[Given information]
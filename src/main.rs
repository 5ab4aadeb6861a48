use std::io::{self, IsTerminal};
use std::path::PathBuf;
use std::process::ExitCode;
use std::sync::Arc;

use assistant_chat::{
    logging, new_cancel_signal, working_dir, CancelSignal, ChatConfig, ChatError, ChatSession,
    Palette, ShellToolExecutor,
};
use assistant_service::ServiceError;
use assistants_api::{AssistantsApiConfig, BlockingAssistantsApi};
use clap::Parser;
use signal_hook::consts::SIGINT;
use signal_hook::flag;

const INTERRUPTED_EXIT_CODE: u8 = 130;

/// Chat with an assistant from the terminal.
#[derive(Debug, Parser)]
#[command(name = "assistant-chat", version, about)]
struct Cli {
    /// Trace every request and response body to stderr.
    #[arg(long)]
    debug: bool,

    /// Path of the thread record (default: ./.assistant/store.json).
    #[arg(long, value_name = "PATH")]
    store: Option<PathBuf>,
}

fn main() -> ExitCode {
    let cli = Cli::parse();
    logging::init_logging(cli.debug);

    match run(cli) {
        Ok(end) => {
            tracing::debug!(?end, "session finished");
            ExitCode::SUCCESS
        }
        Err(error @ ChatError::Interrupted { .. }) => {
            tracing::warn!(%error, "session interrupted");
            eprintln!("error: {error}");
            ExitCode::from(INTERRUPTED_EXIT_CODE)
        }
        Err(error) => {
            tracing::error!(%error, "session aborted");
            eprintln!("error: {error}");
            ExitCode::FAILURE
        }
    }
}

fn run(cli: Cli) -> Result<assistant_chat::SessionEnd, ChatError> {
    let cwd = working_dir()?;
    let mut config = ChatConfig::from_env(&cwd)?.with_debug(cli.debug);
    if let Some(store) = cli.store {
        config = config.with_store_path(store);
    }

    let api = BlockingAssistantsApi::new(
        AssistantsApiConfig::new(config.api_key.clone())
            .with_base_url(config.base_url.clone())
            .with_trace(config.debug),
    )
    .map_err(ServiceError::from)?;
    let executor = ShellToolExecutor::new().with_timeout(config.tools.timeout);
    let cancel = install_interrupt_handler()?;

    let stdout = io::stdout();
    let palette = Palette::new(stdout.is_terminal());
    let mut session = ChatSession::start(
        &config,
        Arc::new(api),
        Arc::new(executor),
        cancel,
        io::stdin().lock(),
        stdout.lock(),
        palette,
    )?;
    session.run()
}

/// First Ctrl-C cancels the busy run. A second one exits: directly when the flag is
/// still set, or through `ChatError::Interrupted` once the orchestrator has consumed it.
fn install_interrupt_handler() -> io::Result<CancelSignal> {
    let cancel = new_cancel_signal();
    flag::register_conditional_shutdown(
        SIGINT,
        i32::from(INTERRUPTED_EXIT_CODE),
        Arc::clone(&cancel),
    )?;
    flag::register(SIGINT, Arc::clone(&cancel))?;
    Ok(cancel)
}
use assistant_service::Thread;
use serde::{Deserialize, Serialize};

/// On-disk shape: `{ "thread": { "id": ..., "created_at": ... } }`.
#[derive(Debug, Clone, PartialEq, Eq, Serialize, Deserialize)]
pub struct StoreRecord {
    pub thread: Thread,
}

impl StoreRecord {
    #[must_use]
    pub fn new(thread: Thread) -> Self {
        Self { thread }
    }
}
[/Given information]
Your answer should be the lines of the records that include the word "Result".

→ **Answer for this exercise**
fn run(cli: Cli) -> Result<assistant_chat::SessionEnd, ChatError> {
fn install_interrupt_handler() -> io::Result<CancelSignal> {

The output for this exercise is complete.